Top of DATA RECORDS
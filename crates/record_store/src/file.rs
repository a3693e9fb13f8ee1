//! Single-file JSON record store.
//!
//! Durable enough for a command-line tool: the whole store is one JSON
//! document, loaded when opened and rewritten after every mutation.

use std::path::{Path, PathBuf};

use async_trait::async_trait;
use serde::{Deserialize, Serialize};
use tokio::sync::RwLock;
use tracing::{debug, info};

use crate::errors::StorageError;
use crate::models::{InvocationLogRecord, WebhookId, WebhookRecord};
use crate::{InvocationLogStore, StoreResult, WebhookStore};

#[cfg(test)]
#[path = "file_tests.rs"]
mod tests;

/// On-disk shape of the store file.
#[derive(Debug, Default, Serialize, Deserialize)]
struct StoreDocument {
    webhooks: Vec<WebhookRecord>,
    logs: Vec<InvocationLogRecord>,
}

/// Record store persisted as one JSON file.
///
/// All records are held in memory behind an async `RwLock`; every mutation
/// rewrites the file before returning, so a successful insert or append is
/// durable. Concurrent appends serialize on the lock.
#[derive(Debug)]
pub struct JsonFileStore {
    path: PathBuf,
    state: RwLock<StoreDocument>,
}

impl JsonFileStore {
    /// Opens the store at `path`, creating an empty store when the file does
    /// not exist yet.
    ///
    /// # Errors
    /// Returns [`StorageError::ReadFailed`] when the file exists but cannot
    /// be read or parsed.
    pub async fn open(path: impl AsRef<Path>) -> StoreResult<Self> {
        let path = path.as_ref().to_path_buf();
        let state = match tokio::fs::read(&path).await {
            Ok(bytes) => serde_json::from_slice(&bytes)
                .map_err(|err| StorageError::ReadFailed(format!("{}: {err}", path.display())))?,
            Err(err) if err.kind() == std::io::ErrorKind::NotFound => {
                info!(path = %path.display(), "store file not found, starting empty");
                StoreDocument::default()
            }
            Err(err) => {
                return Err(StorageError::ReadFailed(format!(
                    "{}: {err}",
                    path.display()
                )))
            }
        };

        Ok(Self {
            path,
            state: RwLock::new(state),
        })
    }

    /// Writes the current state back to disk. Called with the write lock
    /// held so mutations and their persistence stay atomic per call.
    async fn persist(&self, state: &StoreDocument) -> StoreResult<()> {
        let bytes = serde_json::to_vec_pretty(state)
            .map_err(|err| StorageError::WriteRejected(err.to_string()))?;
        tokio::fs::write(&self.path, bytes)
            .await
            .map_err(|err| {
                StorageError::WriteRejected(format!("{}: {err}", self.path.display()))
            })?;
        debug!(path = %self.path.display(), "store file written");
        Ok(())
    }
}

#[async_trait]
impl WebhookStore for JsonFileStore {
    async fn insert(&self, record: WebhookRecord) -> StoreResult<()> {
        let mut state = self.state.write().await;
        state.webhooks.push(record);
        let result = self.persist(&state).await;
        if result.is_err() {
            state.webhooks.pop();
        }
        result
    }

    async fn list_for_owner(&self, owner: &str) -> StoreResult<Vec<WebhookRecord>> {
        let state = self.state.read().await;
        let mut records: Vec<WebhookRecord> = state
            .webhooks
            .iter()
            .rev()
            .filter(|r| r.owner_id == owner)
            .cloned()
            .collect();
        records.sort_by(|a, b| b.created_at.cmp(&a.created_at));
        Ok(records)
    }

    async fn delete_for_owner(
        &self,
        owner: &str,
        id: WebhookId,
    ) -> StoreResult<Option<WebhookRecord>> {
        let mut state = self.state.write().await;
        let position = state
            .webhooks
            .iter()
            .position(|r| r.id == id && r.owner_id == owner);

        let Some(index) = position else {
            return Ok(None);
        };

        let removed = state.webhooks.remove(index);
        match self.persist(&state).await {
            Ok(()) => Ok(Some(removed)),
            Err(err) => {
                state.webhooks.insert(index, removed);
                Err(err)
            }
        }
    }
}

#[async_trait]
impl InvocationLogStore for JsonFileStore {
    async fn append(&self, record: InvocationLogRecord) -> StoreResult<()> {
        let mut state = self.state.write().await;
        state.logs.push(record);
        let result = self.persist(&state).await;
        if result.is_err() {
            state.logs.pop();
        }
        result
    }

    async fn recent_for_owner(
        &self,
        owner: &str,
        limit: usize,
    ) -> StoreResult<Vec<InvocationLogRecord>> {
        let state = self.state.read().await;
        let mut records: Vec<InvocationLogRecord> = state
            .logs
            .iter()
            .rev()
            .filter(|r| r.owner_id == owner)
            .cloned()
            .collect();
        records.sort_by(|a, b| b.created_at.cmp(&a.created_at));
        records.truncate(limit);
        Ok(records)
    }

    async fn for_webhook(
        &self,
        owner: &str,
        webhook_id: WebhookId,
        limit: usize,
    ) -> StoreResult<Vec<InvocationLogRecord>> {
        let state = self.state.read().await;
        let mut records: Vec<InvocationLogRecord> = state
            .logs
            .iter()
            .rev()
            .filter(|r| r.owner_id == owner && r.webhook_id == webhook_id)
            .cloned()
            .collect();
        records.sort_by(|a, b| b.created_at.cmp(&a.created_at));
        records.truncate(limit);
        Ok(records)
    }
}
Bottom of DATA RECORDS
WORK ORDER —
Go through the entries above and say how many lines include the word "Deserialize". Give the number only.

RESULT —
2